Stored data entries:
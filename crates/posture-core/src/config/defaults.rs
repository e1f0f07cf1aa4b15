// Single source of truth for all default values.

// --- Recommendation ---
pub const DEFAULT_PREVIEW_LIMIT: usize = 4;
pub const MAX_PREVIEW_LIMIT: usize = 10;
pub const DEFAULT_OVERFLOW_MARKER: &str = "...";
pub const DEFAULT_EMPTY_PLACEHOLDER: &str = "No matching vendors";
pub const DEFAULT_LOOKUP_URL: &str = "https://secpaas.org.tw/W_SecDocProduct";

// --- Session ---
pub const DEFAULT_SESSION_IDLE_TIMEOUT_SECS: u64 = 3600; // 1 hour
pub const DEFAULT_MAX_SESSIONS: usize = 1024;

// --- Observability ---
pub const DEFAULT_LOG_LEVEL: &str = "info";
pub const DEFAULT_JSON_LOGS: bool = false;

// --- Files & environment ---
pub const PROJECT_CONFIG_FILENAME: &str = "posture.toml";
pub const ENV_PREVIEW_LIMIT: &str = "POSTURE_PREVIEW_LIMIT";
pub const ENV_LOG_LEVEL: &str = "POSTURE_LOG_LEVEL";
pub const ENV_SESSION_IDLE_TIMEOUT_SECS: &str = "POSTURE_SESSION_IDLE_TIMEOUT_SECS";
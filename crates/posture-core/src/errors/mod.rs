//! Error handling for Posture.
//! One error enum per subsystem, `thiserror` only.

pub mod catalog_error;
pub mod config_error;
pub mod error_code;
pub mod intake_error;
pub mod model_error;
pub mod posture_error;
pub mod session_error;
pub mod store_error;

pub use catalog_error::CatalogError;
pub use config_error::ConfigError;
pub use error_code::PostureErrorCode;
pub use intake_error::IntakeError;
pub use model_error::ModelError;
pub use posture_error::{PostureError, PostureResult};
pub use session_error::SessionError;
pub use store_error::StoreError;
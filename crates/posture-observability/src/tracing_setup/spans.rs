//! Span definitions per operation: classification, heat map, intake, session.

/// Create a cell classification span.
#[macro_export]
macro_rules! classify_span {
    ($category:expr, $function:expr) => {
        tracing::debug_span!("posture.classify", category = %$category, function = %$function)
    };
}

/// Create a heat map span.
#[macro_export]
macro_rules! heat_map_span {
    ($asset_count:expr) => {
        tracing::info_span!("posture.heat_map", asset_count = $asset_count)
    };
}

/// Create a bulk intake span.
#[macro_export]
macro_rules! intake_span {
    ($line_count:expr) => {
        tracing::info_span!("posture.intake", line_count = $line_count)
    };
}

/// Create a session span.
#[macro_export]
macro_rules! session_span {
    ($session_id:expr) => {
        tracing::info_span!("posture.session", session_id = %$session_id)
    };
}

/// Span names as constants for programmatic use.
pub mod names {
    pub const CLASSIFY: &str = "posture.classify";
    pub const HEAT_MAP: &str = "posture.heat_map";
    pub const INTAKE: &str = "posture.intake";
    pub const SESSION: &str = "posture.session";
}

---

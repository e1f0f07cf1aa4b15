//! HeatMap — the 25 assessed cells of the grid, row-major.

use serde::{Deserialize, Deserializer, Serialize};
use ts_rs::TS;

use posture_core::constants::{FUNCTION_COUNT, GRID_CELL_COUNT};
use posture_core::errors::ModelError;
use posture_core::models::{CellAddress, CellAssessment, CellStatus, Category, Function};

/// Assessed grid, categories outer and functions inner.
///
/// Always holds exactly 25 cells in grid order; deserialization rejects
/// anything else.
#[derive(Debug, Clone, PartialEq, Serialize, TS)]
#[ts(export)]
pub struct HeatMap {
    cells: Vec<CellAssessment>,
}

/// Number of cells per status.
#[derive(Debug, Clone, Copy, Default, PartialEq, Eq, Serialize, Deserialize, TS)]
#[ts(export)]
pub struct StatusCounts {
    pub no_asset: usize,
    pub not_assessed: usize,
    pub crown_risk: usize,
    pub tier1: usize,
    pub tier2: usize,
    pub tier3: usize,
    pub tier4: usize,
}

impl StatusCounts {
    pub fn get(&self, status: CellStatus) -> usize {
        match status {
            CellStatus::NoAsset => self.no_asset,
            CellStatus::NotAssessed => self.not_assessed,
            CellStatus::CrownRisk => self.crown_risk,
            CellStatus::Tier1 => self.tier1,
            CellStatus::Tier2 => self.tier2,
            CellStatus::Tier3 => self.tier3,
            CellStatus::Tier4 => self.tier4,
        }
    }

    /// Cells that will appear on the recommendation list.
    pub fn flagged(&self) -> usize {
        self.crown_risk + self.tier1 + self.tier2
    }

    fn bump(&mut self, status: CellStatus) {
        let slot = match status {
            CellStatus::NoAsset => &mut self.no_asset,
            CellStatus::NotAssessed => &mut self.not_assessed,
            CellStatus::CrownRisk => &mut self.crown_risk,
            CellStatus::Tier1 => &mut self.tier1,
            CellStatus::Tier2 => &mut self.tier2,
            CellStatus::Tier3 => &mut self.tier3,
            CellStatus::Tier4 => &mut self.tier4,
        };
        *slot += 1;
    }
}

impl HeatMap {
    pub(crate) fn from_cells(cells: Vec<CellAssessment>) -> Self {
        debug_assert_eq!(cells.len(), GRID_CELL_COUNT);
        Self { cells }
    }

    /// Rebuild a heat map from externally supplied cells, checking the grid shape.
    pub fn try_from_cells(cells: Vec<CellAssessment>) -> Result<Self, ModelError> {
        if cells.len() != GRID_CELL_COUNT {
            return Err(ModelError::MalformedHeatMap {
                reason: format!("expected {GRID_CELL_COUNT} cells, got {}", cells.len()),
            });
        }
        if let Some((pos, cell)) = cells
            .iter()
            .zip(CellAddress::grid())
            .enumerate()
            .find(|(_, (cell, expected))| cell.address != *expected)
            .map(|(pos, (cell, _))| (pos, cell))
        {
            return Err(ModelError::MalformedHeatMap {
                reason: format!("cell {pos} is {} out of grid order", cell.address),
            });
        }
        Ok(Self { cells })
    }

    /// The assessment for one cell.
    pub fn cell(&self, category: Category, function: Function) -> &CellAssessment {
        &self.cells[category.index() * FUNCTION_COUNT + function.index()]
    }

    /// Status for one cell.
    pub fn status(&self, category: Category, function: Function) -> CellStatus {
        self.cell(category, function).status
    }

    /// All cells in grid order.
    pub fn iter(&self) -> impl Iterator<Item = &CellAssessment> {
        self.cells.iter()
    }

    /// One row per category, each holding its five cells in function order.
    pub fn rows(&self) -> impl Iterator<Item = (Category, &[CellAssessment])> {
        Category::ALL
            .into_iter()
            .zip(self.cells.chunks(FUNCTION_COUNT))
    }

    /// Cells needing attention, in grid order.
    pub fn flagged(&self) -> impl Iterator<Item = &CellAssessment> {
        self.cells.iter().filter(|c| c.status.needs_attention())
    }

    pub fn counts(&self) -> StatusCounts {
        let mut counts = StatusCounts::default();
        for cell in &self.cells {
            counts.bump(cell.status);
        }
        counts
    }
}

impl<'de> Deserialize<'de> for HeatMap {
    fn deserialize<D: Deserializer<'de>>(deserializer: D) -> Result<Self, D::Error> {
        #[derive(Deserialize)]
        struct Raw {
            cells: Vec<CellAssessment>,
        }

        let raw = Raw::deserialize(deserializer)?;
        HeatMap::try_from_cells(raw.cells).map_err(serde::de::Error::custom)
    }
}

--

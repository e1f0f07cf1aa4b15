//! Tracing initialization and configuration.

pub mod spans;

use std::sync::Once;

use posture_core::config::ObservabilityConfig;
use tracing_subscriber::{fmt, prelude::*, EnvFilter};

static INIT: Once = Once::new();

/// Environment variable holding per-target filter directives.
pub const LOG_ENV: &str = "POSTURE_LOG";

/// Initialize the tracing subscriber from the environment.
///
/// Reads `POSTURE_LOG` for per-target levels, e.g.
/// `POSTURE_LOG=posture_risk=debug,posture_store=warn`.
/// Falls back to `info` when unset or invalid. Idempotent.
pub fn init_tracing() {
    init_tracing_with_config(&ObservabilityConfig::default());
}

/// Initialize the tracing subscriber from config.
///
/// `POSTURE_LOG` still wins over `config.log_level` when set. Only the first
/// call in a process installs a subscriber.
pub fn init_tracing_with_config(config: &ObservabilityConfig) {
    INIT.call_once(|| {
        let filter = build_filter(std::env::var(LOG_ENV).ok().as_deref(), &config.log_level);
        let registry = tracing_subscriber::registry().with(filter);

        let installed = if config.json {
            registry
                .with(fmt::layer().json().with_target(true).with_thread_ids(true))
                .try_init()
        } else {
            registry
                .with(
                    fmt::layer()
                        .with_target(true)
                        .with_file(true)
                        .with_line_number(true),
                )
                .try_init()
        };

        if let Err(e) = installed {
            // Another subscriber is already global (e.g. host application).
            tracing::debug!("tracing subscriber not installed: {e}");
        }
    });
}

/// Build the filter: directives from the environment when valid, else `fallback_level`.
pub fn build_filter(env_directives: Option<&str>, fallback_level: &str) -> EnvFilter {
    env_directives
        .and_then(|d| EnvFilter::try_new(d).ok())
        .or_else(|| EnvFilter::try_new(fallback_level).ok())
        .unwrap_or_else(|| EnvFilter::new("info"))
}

WHAT THE EXERCISE ASKS:
Every line containing the string "installed" is required; copy each such line from the data.

WRITTEN ANSWER:
        let installed = if config.json {
        if let Err(e) = installed {
            tracing::debug!("tracing subscriber not installed: {e}");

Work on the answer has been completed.